## Task statement
From the data that follows, print exactly the lines starting at the one containing "raw byte chunks." and ending at the one containing "a single chunk."; include both of them and nothing more.

Dataset entries:
___

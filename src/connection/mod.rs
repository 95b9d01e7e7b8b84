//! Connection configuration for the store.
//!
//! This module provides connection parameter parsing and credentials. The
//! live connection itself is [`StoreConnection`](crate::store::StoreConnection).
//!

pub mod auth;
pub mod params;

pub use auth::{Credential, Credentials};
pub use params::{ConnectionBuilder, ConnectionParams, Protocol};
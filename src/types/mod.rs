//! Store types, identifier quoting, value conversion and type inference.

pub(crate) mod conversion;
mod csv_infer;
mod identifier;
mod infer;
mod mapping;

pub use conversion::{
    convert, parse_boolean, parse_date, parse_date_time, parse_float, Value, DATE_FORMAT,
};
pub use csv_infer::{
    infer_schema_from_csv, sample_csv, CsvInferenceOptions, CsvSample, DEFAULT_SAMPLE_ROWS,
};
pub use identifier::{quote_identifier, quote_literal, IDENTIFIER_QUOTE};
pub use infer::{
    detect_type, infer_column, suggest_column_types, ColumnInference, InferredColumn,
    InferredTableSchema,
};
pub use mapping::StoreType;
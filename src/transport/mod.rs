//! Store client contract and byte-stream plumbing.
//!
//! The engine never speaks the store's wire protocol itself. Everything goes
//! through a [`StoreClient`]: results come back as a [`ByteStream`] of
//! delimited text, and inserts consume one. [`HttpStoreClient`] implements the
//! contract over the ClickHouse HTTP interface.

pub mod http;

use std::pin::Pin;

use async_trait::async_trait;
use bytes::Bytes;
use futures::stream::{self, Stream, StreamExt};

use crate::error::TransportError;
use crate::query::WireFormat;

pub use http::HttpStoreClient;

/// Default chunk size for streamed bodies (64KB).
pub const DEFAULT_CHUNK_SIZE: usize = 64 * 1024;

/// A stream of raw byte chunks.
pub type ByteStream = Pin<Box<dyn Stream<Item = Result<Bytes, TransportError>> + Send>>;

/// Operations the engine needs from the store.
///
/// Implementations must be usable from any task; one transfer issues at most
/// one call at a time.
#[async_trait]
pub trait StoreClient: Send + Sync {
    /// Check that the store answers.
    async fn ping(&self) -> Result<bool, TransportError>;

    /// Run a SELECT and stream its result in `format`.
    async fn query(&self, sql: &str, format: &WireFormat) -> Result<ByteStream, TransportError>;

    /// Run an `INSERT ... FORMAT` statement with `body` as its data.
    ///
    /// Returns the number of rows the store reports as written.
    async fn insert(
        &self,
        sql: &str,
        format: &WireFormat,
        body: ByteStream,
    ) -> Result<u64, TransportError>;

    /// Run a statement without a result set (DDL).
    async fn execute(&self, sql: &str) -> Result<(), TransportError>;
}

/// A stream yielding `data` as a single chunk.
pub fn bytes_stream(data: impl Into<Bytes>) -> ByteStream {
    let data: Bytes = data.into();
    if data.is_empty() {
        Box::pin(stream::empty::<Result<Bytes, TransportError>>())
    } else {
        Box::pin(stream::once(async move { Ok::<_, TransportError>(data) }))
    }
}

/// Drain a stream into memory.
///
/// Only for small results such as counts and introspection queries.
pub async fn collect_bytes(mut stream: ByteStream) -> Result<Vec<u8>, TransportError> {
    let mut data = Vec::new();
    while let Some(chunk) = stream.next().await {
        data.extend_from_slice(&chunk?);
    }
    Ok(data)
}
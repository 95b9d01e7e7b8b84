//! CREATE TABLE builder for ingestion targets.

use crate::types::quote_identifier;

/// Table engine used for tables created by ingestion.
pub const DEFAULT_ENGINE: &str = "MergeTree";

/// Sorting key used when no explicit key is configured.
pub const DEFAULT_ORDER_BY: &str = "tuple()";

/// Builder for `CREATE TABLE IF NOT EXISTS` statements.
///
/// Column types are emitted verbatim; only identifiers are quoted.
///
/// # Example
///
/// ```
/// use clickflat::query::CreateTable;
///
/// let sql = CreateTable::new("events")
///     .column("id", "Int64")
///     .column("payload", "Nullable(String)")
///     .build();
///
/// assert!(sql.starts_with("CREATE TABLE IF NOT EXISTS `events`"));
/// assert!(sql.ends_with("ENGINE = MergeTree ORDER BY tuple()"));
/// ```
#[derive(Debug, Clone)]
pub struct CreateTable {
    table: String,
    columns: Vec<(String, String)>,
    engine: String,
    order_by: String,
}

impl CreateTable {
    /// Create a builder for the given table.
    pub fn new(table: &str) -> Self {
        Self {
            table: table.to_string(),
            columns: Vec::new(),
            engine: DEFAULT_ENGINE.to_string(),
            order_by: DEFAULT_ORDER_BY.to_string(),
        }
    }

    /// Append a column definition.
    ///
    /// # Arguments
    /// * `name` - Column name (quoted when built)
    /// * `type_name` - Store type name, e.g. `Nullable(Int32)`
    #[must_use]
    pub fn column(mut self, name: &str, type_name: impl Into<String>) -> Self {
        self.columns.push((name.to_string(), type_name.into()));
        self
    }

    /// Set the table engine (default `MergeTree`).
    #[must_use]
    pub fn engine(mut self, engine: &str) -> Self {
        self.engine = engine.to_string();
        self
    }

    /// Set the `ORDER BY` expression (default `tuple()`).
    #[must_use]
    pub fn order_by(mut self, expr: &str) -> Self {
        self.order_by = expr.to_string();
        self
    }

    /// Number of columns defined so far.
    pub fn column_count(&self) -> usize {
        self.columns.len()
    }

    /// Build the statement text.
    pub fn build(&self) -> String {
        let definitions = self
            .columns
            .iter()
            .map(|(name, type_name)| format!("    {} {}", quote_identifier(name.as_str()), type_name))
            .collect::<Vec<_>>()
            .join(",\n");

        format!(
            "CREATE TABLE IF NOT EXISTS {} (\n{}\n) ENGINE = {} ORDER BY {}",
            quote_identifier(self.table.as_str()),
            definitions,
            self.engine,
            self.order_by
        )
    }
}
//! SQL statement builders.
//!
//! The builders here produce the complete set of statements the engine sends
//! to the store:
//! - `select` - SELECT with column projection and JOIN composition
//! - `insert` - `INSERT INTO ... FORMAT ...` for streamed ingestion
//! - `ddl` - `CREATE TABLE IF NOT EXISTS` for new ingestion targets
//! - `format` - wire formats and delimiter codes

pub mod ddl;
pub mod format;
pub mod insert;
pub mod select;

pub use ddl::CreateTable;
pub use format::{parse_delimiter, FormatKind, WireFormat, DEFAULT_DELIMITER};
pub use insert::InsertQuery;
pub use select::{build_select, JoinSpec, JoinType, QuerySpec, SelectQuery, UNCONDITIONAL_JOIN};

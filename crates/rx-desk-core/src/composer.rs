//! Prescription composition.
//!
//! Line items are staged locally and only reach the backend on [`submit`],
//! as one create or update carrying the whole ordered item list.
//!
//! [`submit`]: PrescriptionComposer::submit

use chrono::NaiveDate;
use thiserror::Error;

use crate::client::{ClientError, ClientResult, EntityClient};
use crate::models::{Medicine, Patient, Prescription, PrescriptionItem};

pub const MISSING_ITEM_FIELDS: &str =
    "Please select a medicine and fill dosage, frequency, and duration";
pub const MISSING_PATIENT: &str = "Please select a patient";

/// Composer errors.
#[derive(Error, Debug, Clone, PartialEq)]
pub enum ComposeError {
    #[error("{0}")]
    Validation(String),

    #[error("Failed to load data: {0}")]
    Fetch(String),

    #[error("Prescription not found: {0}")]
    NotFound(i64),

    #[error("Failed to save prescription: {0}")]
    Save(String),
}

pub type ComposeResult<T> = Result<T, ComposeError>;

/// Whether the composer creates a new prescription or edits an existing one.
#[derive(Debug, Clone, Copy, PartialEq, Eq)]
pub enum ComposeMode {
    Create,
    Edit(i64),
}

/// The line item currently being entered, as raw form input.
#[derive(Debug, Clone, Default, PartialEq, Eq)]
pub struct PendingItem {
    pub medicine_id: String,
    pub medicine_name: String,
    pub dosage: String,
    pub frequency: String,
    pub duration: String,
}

___

## Result of this task
/// A stream of raw byte chunks.
pub type ByteStream = Pin<Box<dyn Stream<Item = Result<Bytes, TransportError>> + Send>>;

/// Operations the engine needs from the store.
///
/// Implementations must be usable from any task; one transfer issues at most
/// one call at a time.
#[async_trait]
pub trait StoreClient: Send + Sync {
    /// Check that the store answers.
    async fn ping(&self) -> Result<bool, TransportError>;

    /// Run a SELECT and stream its result in `format`.
    async fn query(&self, sql: &str, format: &WireFormat) -> Result<ByteStream, TransportError>;

    /// Run an `INSERT ... FORMAT` statement with `body` as its data.
    ///
    /// Returns the number of rows the store reports as written.
    async fn insert(
        &self,
        sql: &str,
        format: &WireFormat,
        body: ByteStream,
    ) -> Result<u64, TransportError>;

    /// Run a statement without a result set (DDL).
    async fn execute(&self, sql: &str) -> Result<(), TransportError>;
}

/// A stream yielding `data` as a single chunk.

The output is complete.